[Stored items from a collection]
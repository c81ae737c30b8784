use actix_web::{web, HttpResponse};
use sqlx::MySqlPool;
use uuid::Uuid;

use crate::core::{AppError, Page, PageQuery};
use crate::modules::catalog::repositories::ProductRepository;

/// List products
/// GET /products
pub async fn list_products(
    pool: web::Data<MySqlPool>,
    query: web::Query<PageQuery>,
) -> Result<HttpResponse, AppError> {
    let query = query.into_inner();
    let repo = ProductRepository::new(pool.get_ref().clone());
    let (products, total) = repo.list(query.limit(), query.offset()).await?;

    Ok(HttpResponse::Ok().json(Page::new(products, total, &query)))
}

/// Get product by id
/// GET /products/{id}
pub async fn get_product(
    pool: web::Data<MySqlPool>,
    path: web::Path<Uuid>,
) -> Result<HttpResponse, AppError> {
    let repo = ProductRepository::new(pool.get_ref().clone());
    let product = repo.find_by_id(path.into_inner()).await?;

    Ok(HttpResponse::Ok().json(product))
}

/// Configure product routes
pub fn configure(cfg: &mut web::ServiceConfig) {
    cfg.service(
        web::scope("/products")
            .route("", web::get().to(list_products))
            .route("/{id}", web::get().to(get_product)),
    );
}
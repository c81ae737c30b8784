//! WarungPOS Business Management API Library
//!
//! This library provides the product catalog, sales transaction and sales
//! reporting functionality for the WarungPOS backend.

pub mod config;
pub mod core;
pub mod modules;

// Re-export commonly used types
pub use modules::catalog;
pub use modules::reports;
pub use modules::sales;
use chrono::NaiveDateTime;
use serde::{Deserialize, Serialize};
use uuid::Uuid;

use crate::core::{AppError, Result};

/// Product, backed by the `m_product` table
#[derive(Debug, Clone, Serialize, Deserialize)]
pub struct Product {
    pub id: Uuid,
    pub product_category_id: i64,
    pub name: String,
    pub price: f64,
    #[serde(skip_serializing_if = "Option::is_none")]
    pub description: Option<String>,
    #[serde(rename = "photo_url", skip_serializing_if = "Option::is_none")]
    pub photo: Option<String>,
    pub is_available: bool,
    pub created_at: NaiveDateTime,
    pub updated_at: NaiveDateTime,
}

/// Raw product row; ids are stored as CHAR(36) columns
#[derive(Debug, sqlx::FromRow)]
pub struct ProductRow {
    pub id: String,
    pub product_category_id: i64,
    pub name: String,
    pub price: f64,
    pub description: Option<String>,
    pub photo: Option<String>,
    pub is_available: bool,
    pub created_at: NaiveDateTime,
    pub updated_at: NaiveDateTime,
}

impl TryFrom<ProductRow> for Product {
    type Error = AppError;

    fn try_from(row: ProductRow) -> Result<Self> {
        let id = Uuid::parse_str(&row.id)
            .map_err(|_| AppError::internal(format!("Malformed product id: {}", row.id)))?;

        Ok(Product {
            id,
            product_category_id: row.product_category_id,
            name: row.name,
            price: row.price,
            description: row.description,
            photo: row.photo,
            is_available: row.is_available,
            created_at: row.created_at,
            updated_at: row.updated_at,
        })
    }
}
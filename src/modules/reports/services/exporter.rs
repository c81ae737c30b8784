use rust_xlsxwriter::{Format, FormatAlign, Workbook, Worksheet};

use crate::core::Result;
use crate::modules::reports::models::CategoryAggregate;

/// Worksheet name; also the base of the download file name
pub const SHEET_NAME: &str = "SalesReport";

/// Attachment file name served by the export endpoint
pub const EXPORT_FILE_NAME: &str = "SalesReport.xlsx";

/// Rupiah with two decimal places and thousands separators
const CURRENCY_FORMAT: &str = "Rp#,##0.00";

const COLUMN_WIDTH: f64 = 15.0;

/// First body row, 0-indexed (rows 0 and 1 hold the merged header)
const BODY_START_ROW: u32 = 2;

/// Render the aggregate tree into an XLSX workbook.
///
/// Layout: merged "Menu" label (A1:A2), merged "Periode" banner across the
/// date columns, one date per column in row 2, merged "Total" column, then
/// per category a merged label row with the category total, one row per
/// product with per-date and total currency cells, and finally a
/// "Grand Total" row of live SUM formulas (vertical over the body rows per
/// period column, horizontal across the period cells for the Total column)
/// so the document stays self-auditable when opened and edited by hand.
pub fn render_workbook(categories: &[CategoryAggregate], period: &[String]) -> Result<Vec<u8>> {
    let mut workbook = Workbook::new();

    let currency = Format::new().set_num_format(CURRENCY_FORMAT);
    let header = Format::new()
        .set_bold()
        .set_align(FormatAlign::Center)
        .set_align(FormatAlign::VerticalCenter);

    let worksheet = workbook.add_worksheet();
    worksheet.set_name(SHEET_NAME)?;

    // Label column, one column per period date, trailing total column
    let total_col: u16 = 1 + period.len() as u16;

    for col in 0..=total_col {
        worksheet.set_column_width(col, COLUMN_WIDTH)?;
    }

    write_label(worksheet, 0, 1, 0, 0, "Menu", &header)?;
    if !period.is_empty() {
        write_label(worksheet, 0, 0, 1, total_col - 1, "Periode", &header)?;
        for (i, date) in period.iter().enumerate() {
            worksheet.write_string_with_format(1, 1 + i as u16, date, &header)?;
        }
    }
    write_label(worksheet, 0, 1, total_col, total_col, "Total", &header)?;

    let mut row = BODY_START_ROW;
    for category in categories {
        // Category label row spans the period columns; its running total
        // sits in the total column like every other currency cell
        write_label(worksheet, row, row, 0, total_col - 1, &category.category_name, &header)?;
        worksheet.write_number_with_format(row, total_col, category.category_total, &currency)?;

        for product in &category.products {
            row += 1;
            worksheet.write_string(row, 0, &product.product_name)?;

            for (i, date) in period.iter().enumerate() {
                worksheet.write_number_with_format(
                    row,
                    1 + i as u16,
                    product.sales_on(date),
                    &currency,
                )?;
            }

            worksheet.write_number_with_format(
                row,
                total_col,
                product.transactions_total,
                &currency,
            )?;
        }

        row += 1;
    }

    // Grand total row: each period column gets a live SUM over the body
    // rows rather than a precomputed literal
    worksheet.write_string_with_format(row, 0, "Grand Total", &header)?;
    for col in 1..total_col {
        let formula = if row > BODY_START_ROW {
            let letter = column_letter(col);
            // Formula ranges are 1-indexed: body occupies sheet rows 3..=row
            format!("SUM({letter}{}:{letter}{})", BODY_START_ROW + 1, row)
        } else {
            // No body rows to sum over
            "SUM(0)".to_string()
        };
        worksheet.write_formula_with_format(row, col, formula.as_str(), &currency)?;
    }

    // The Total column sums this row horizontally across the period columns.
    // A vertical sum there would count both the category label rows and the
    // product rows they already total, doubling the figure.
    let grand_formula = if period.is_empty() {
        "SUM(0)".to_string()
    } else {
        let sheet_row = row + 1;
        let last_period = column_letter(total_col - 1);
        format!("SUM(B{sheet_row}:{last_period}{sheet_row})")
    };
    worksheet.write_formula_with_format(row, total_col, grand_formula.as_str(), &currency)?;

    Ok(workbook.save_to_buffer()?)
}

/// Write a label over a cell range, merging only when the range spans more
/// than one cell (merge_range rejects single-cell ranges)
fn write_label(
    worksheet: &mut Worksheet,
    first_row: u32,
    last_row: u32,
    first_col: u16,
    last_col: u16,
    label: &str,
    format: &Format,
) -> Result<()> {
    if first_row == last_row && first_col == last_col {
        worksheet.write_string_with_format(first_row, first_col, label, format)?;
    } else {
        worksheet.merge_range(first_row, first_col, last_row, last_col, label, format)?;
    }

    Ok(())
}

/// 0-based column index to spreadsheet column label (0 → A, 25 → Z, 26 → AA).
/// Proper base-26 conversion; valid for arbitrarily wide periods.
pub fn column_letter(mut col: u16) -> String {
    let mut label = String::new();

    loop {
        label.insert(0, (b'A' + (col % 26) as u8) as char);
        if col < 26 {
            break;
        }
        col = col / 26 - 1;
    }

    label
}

- [Work order] Wherever a line in the records contains the word "PageQuery", copy that line.

- [Exercise solution]
use crate::core::{AppError, Page, PageQuery};
    query: web::Query<PageQuery>,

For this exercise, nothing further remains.